Flash memory has found a niche as a cache for hard disk drive-based storage systems. Caching differs from tiered storage (see the section on “Automated tiered storage”) in that it doesn’t use solid-state memory as a permanent location for data storage. Rather, this technology redirects read and write requests from disk to cache on-demand to accelerate performance, especially random I/O, but commits all writes to disk eventually.
Major vendors like EMC Corp. and NetApp Inc. have placed flash memory in their storage arrays and designed controller software to use it as a cache rather than a tier. NetApp’s Flash Cache cards use the internal PCI bus in their filers, while EMC’s Clariion FAST Cache relies on SATA-connected SSDs. But both leverage their existing controllers and expand on the algorithms already in place for RAM caching.

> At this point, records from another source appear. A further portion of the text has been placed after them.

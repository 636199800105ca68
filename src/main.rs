//! Replay harness: feeds a recorded or synthetic landmark trace through the
//! anchoring engine and prints what a renderer would draw each frame.

use anyhow::{bail, Context, Result};
use clap::Parser;
use landmark_anchor::{
    config::{Config, EXAMPLE_CONFIG},
    engine::{AnchorEngine, CameraFacing, FrameOutput, TrackingMode},
    geometry::{NormalizedPoint, SourceFrameSize},
    landmarks::{DetectionResult, LandmarkSelection},
};
use log::info;
use serde::Deserialize;
use std::path::PathBuf;

#[derive(Parser, Debug)]
#[command(author, version, about, long_about = None)]
struct Args {
    /// Path to configuration file (YAML format)
    #[arg(short = 'C', long)]
    config: Option<PathBuf>,

    /// Landmark trace to replay (YAML); a synthetic trace is used when omitted
    #[arg(short, long)]
    trace: Option<PathBuf>,

    /// Number of synthetic frames
    #[arg(long, default_value = "90")]
    frames: usize,

    /// Synthetic frame rate
    #[arg(long, default_value = "30")]
    fps: f64,

    /// Drop the face from every Nth synthetic frame (0 = never)
    #[arg(long, default_value = "0")]
    drop_every: usize,

    /// Frame index at which to request a calibration lock
    #[arg(long)]
    lock_at: Option<usize>,

    /// Frame index at which to release the lock
    #[arg(long)]
    unlock_at: Option<usize>,

    /// Render surface size in CSS pixels
    #[arg(long, default_value = "800x600", value_parser = parse_size)]
    surface: (f64, f64),

    /// Device pixel ratio of the surface
    #[arg(long, default_value = "1.0")]
    dpr: f64,

    /// Source video resolution (overrides the trace header)
    #[arg(long, value_parser = parse_size)]
    source: Option<(f64, f64)>,

    /// Landmark to track (left, right, or a face-mesh index)
    #[arg(short, long)]
    landmark: Option<String>,

    /// Tracking mode (face, screen)
    #[arg(short, long)]
    mode: Option<String>,

    /// Camera facing (user, environment)
    #[arg(long)]
    facing: Option<String>,

    /// Print the example configuration and exit
    #[arg(long)]
    print_config: bool,

    /// Enable debug output
    #[arg(short, long)]
    debug: bool,
}

/// Recorded landmark trace
#[derive(Debug, Deserialize)]
struct Trace {
    source: Option<SourceFrameSize>,
    frames: Vec<TraceFrame>,
}

#[derive(Debug, Deserialize)]
struct TraceFrame {
    timestamp_ms: f64,
    /// Selected landmark for this frame; absent when no face was found
    #[serde(default)]
    landmark: Option<NormalizedPoint>,
    /// Detector had not produced a result yet
    #[serde(default)]
    pending: bool,
}

fn parse_size(s: &str) -> std::result::Result<(f64, f64), String> {
    let (w, h) = s
        .split_once(['x', 'X'])
        .ok_or_else(|| format!("expected WIDTHxHEIGHT, got {s}"))?;
    let w: f64 = w.trim().parse().map_err(|e| format!("bad width {w}: {e}"))?;
    let h: f64 = h.trim().parse().map_err(|e| format!("bad height {h}: {e}"))?;
    Ok((w, h))
}

fn apply_overrides(config: &mut Config, args: &Args) -> Result<()> {
    if let Some(name) = &args.landmark {
        config.tracking.landmark =
            LandmarkSelection::parse(name).with_context(|| format!("Unknown landmark: {name}"))?;
    }
    if let Some(mode) = &args.mode {
        config.tracking.mode = match mode.as_str() {
            "face" | "face_anchored" => TrackingMode::FaceAnchored,
            "screen" | "screen_fixed" => TrackingMode::ScreenFixed,
            other => bail!("Unknown tracking mode: {other}"),
        };
    }
    if let Some(facing) = &args.facing {
        config.tracking.camera_facing = match facing.as_str() {
            "user" => CameraFacing::User,
            "environment" | "env" => CameraFacing::Environment,
            other => bail!("Unknown camera facing: {other}"),
        };
    }
    Ok(())
}

/// Slow circular drift with a little deterministic jitter
fn synthetic_trace(frames: usize, fps: f64, drop_every: usize) -> Trace {
    let frame_ms = 1000.0 / fps;
    let frames = (0..frames)
        .map(|i| {
            let t = i as f64 * frame_ms / 1000.0;
            let dropped = drop_every > 0 && i > 0 && i % drop_every == 0;
            let jitter = 0.002 * (i as f64 * 7.3).sin();
            TraceFrame {
                timestamp_ms: i as f64 * frame_ms,
                landmark: (!dropped).then(|| {
                    NormalizedPoint::new(0.5 + 0.08 * t.sin() + jitter, 0.45 + 0.04 * t.cos() - jitter)
                }),
                pending: false,
            }
        })
        .collect();

    Trace {
        source: Some(SourceFrameSize::new(1280.0, 720.0)),
        frames,
    }
}

fn detection_for(frame: &TraceFrame, landmark_index: usize) -> DetectionResult {
    match frame.landmark {
        Some(point) => DetectionResult::single_face(vec![point; landmark_index + 1]),
        None => DetectionResult::empty(),
    }
}

fn print_frame(index: usize, timestamp_ms: f64, out: &FrameOutput) {
    let fps = out.fps.map_or_else(|| "--".to_string(), |f| f.to_string());
    let point = out
        .point
        .map_or_else(|| "hidden".to_string(), |p| format!("({:.1}, {:.1})", p.x, p.y));
    let lock = if out.locked { " [locked]" } else { "" };
    println!(
        "{index:>5} {timestamp_ms:>9.1}ms {:<9} q={:>5.1} fps={fps:>3} {point}{lock}",
        out.presence.to_string(),
        out.quality
    );
}

fn main() -> Result<()> {
    let args = Args::parse();

    if args.debug {
        env_logger::init_from_env(env_logger::Env::new().default_filter_or("debug"));
    } else {
        env_logger::init_from_env(env_logger::Env::new().default_filter_or("info"));
    }

    if args.print_config {
        print!("{EXAMPLE_CONFIG}");
        return Ok(());
    }

    let mut config = match &args.config {
        Some(path) => {
            info!("Loading configuration from: {}", path.display());
            Config::from_file(path).with_context(|| format!("Failed to load {}", path.display()))?
        }
        None => Config::default(),
    };
    apply_overrides(&mut config, &args)?;

    let trace = match &args.trace {
        Some(path) => {
            info!("Replaying trace {}", path.display());
            let content = std::fs::read_to_string(path)?;
            serde_yaml::from_str::<Trace>(&content).with_context(|| format!("Invalid trace {}", path.display()))?
        }
        None => synthetic_trace(args.frames, args.fps, args.drop_every),
    };

    let source = args
        .source
        .map(|(w, h)| SourceFrameSize::new(w, h))
        .or(trace.source)
        .context("Source resolution unknown: pass --source or add it to the trace")?;

    let landmark_index = config.tracking.landmark.index();
    let mut engine = AnchorEngine::new(config)?;
    engine.set_surface(args.surface.0, args.surface.1, args.dpr);
    engine.start()?;
    engine.set_source_size(source)?;

    for (index, frame) in trace.frames.iter().enumerate() {
        if args.lock_at == Some(index) {
            engine.request_lock()?;
        }
        if args.unlock_at == Some(index) {
            engine.unlock();
        }

        let detection = detection_for(frame, landmark_index);
        let out = engine.tick((!frame.pending).then_some(&detection), frame.timestamp_ms);
        print_frame(index, frame.timestamp_ms, &out);
    }

    engine.stop();
    Ok(())
}
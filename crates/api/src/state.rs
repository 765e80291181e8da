use adrotate_core::RotationStore;
use std::sync::Arc;

#[derive(Clone)]
pub struct AppState {
    pub store: Arc<dyn RotationStore>,
    pub adrotate_env: String,
}

#[derive(Debug, Clone)]
pub struct RequestId(pub String);
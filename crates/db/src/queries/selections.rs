//! Rotation outcomes, one row per `(issue_id, module_id)`.

use crate::models::{Selection, SelectionPolicy};
use sqlx::{PgConnection, PgPool};

pub async fn list_by_issue(pool: &PgPool, issue_id: &str) -> Result<Vec<Selection>, sqlx::Error> {
    sqlx::query_as::<_, Selection>(
        r#"
        SELECT s.id, s.issue_id, s.module_id, s.sponsor_id, s.unit_id, s.policy,
               s.reason, s.confirmed_at, s.created_at
        FROM selections s
        JOIN modules m ON m.id = s.module_id
        WHERE s.issue_id = $1
        ORDER BY m.display_order ASC, s.module_id ASC
        "#,
    )
    .bind(issue_id)
    .fetch_all(pool)
    .await
}

pub async fn list_unconfirmed_by_issue(
    pool: &PgPool,
    issue_id: &str,
) -> Result<Vec<Selection>, sqlx::Error> {
    sqlx::query_as::<_, Selection>(
        r#"
        SELECT s.id, s.issue_id, s.module_id, s.sponsor_id, s.unit_id, s.policy,
               s.reason, s.confirmed_at, s.created_at
        FROM selections s
        JOIN modules m ON m.id = s.module_id
        WHERE s.issue_id = $1 AND s.confirmed_at IS NULL
        ORDER BY m.display_order ASC, s.module_id ASC
        "#,
    )
    .bind(issue_id)
    .fetch_all(pool)
    .await
}

pub async fn get_by_issue_module(
    pool: &PgPool,
    issue_id: &str,
    module_id: &str,
) -> Result<Option<Selection>, sqlx::Error> {
    sqlx::query_as::<_, Selection>(
        r#"
        SELECT id, issue_id, module_id, sponsor_id, unit_id, policy,
               reason, confirmed_at, created_at
        FROM selections
        WHERE issue_id = $1 AND module_id = $2
        "#,
    )
    .bind(issue_id)
    .bind(module_id)
    .fetch_optional(pool)
    .await
}

/// Inserts a row unless one exists for the pair; returns `None` on conflict.
#[allow(clippy::too_many_arguments)]
pub async fn insert_if_absent(
    pool: &PgPool,
    id: &str,
    issue_id: &str,
    module_id: &str,
    sponsor_id: Option<&str>,
    unit_id: Option<&str>,
    policy: SelectionPolicy,
    reason: &str,
) -> Result<Option<Selection>, sqlx::Error> {
    sqlx::query_as::<_, Selection>(
        r#"
        INSERT INTO selections (id, issue_id, module_id, sponsor_id, unit_id, policy, reason)
        VALUES ($1, $2, $3, $4, $5, $6, $7)
        ON CONFLICT (issue_id, module_id) DO NOTHING
        RETURNING id, issue_id, module_id, sponsor_id, unit_id, policy,
                  reason, confirmed_at, created_at
        "#,
    )
    .bind(id)
    .bind(issue_id)
    .bind(module_id)
    .bind(sponsor_id)
    .bind(unit_id)
    .bind(policy)
    .bind(reason)
    .fetch_optional(pool)
    .await
}

/// Inserts or overwrites the pair's row while it is unconfirmed. Returns
/// `None` when the existing row is already confirmed.
#[allow(clippy::too_many_arguments)]
pub async fn upsert_unconfirmed(
    pool: &PgPool,
    id: &str,
    issue_id: &str,
    module_id: &str,
    sponsor_id: Option<&str>,
    unit_id: Option<&str>,
    policy: SelectionPolicy,
    reason: &str,
) -> Result<Option<Selection>, sqlx::Error> {
    sqlx::query_as::<_, Selection>(
        r#"
        INSERT INTO selections (id, issue_id, module_id, sponsor_id, unit_id, policy, reason)
        VALUES ($1, $2, $3, $4, $5, $6, $7)
        ON CONFLICT (issue_id, module_id) DO UPDATE
        SET sponsor_id = EXCLUDED.sponsor_id,
            unit_id = EXCLUDED.unit_id,
            policy = EXCLUDED.policy,
            reason = EXCLUDED.reason
        WHERE selections.confirmed_at IS NULL
        RETURNING id, issue_id, module_id, sponsor_id, unit_id, policy,
                  reason, confirmed_at, created_at
        "#,
    )
    .bind(id)
    .bind(issue_id)
    .bind(module_id)
    .bind(sponsor_id)
    .bind(unit_id)
    .bind(policy)
    .bind(reason)
    .fetch_optional(pool)
    .await
}

/// Sets `confirmed_at` if still unset. Returns `false` when another
/// confirmer got there first.
pub async fn claim(conn: &mut PgConnection, id: &str) -> Result<bool, sqlx::Error> {
    let result = sqlx::query(
        r#"
        UPDATE selections
        SET confirmed_at = now()
        WHERE id = $1 AND confirmed_at IS NULL
        "#,
    )
    .bind(id)
    .execute(conn)
    .await?;
    Ok(result.rows_affected() == 1)
}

Avere Systems Inc. and Marvell Technology Group Ltd., a couple of relative newcomers, take a different tack. With a history in the scale-out network-attached storage (NAS) space, Avere’s team developed an appliance that sits in-band between existing NAS arrays and clients. “No single technology is best for all workloads,” said Ron Bianchini, Avere’s founder and CEO, “so we built a device that integrates the best of RAM, flash and disk.” Bianchini claims Avere’s FXT appliance delivers 50 times lower access latency using a customer’s existing NAS devices.
Marvell’s upcoming DragonFly Virtual Storage Accelerator (VSA) card is designed for placement inside the server itself. The DragonFly uses speedy non-volatile RAM (NVRAM) as well as SATA-connected SSDs for cache capacity, but all data is committed to the storage array eventually. “This is focused on random writes, and it’s a new product category,” claims Shawn Kung, director of product marketing at Marvell. “DragonFly can yield an up to 10x higher virtual machine I/O per second, while lowering overhead cost by 50% or more.” The company plans to deliver production products in the fourth quarter.
EMC, famous for its large enterprise storage arrays, is also moving into server-side caching. Barry Burke, chief strategy officer for EMC Symmetrix, said EMC’s Lightning project “will integrate with the automated tiering capabilities already delivered to VMAX and VNX customers.” EMC previewed the project at the recent EMC World conference and plans to ship it later this year.
One common driver for the adoption of high-performance storage arrays is the expanding use of server virtualization. Hypervisors allow multiple virtual machines (VMs) to share a single hardware platform, which can have serious side effects when it comes to storage I/O. Rather than a slow and predictable stream of mostly sequential data, a busy virtual server environment is a fire hose torrent of random reads and writes.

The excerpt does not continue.